**ACTIVITY**
Should any entry seem unclear, still set it down exactly as given, along with all the others.

Saved entries:
☆ ☆ ☆ ☆ ☆ ☆ ☆

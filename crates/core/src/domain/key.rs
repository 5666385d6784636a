// API Key Domain Model

use chrono::{DateTime, Utc};
use serde::{Deserialize, Serialize};

/// API key as stored by the server
#[derive(Debug, Clone, PartialEq, Serialize, Deserialize)]
#[serde(rename_all = "camelCase")]
pub struct Key {
    pub uid: String,
    pub key: String,
    #[serde(default)]
    pub name: Option<String>,
    #[serde(default)]
    pub description: Option<String>,
    pub actions: Vec<String>,
    pub indexes: Vec<String>,
    #[serde(default)]
    pub expires_at: Option<DateTime<Utc>>,
    pub created_at: DateTime<Utc>,
    pub updated_at: DateTime<Utc>,
}

/// Body of `POST /keys`
#[derive(Debug, Clone, Default, PartialEq, Serialize)]
#[serde(rename_all = "camelCase")]
pub struct KeyCreate {
    #[serde(skip_serializing_if = "Option::is_none")]
    pub uid: Option<String>,
    #[serde(skip_serializing_if = "Option::is_none")]
    pub name: Option<String>,
    #[serde(skip_serializing_if = "Option::is_none")]
    pub description: Option<String>,
    pub actions: Vec<String>,
    pub indexes: Vec<String>,
    /// Always sent; `null` means the key never expires
    pub expires_at: Option<DateTime<Utc>>,
}

impl KeyCreate {
    pub fn new<A, I>(actions: A, indexes: I) -> Self
    where
        A: IntoIterator,
        A::Item: Into<String>,
        I: IntoIterator,
        I::Item: Into<String>,
    {
        Self {
            actions: actions.into_iter().map(Into::into).collect(),
            indexes: indexes.into_iter().map(Into::into).collect(),
            ..Self::default()
        }
    }
}

/// Body of `PATCH /keys/{key}` (only name and description are mutable)
#[derive(Debug, Clone, Default, PartialEq, Serialize)]
#[serde(rename_all = "camelCase")]
pub struct KeyUpdate {
    #[serde(skip_serializing_if = "Option::is_none")]
    pub name: Option<String>,
    #[serde(skip_serializing_if = "Option::is_none")]
    pub description: Option<String>,
}

/// Pagination for `GET /keys`
#[derive(Debug, Clone, Copy, Default, PartialEq, Eq)]
pub struct KeysQuery {
    pub limit: Option<i64>,
    pub offset: Option<i64>,
}

impl KeysQuery {
    pub fn to_query_pairs(&self) -> Vec<(String, String)> {
        let mut pairs = Vec::new();
        if let Some(limit) = self.limit {
            pairs.push(("limit".to_string(), limit.to_string()));
        }
        if let Some(offset) = self.offset {
            pairs.push(("offset".to_string(), offset.to_string()));
        }
        pairs
    }
}

/// Page of keys
#[derive(Debug, Clone, PartialEq, Deserialize)]
pub struct KeysResults {
    pub results: Vec<Key>,
    pub offset: i64,
    pub limit: i64,
    pub total: i64,
}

☆ ☆ ☆ ☆ ☆ ☆ ☆

**RESULT FOR THIS TASK**
filename crates/core/src/domain/key.rs
repository 5666385d6784636a
// API Key Domain Model

use chrono::{DateTime, Utc};
use serde::{Deserialize, Serialize};

/// API key as stored by the server
#[derive(Debug, Clone, PartialEq, Serialize, Deserialize)]
#[serde(rename_all = "camelCase")]
pub struct Key {
    pub uid: String,
    pub key: String,
    #[serde(default)]
    pub name: Option<String>,
    #[serde(default)]
    pub description: Option<String>,
    pub actions: Vec<String>,
    pub indexes: Vec<String>,
    #[serde(default)]
    pub expires_at: Option<DateTime<Utc>>,
    pub created_at: DateTime<Utc>,
    pub updated_at: DateTime<Utc>,
}

/// Body of `POST /keys`
#[derive(Debug, Clone, Default, PartialEq, Serialize)]
#[serde(rename_all = "camelCase")]
pub struct KeyCreate {
    #[serde(skip_serializing_if = "Option::is_none")]
    pub uid: Option<String>,
    #[serde(skip_serializing_if = "Option::is_none")]
    pub name: Option<String>,
    #[serde(skip_serializing_if = "Option::is_none")]
    pub description: Option<String>,
    pub actions: Vec<String>,
    pub indexes: Vec<String>,
    /// Always sent; `null` means the key never expires
    pub expires_at: Option<DateTime<Utc>>,
}

impl KeyCreate {
    pub fn new<A, I>(actions: A, indexes: I) -> Self
    where
        A: IntoIterator,
        A::Item: Into<String>,
        I: IntoIterator,
        I::Item: Into<String>,
    {
        Self {
            actions: actions.into_iter().map(Into::into).collect(),
            indexes: indexes.into_iter().map(Into::into).collect(),
            ..Self::default()
        }
    }
}

/// Body of `PATCH /keys/{key}` (only name and description are mutable)
#[derive(Debug, Clone, Default, PartialEq, Serialize)]
#[serde(rename_all = "camelCase")]
pub struct KeyUpdate {
    #[serde(skip_serializing_if = "Option::is_none")]
    pub name: Option<String>,
    #[serde(skip_serializing_if = "Option::is_none")]
    pub description: Option<String>,
}

/// Pagination for `GET /keys`
#[derive(Debug, Clone, Copy, Default, PartialEq, Eq)]
pub struct KeysQuery {
    pub limit: Option<i64>,
    pub offset: Option<i64>,
}

impl KeysQuery {
    pub fn to_query_pairs(&self) -> Vec<(String, String)> {
        let mut pairs = Vec::new();
        if let Some(limit) = self.limit {
            pairs.push(("limit".to_string(), limit.to_string()));
        }
        if let Some(offset) = self.offset {
            pairs.push(("offset".to_string(), offset.to_string()));
        }
        pairs
    }
}

/// Page of keys
#[derive(Debug, Clone, PartialEq, Deserialize)]
pub struct KeysResults {
    pub results: Vec<Key>,
    pub offset: i64,
    pub limit: i64,
    pub total: i64,
}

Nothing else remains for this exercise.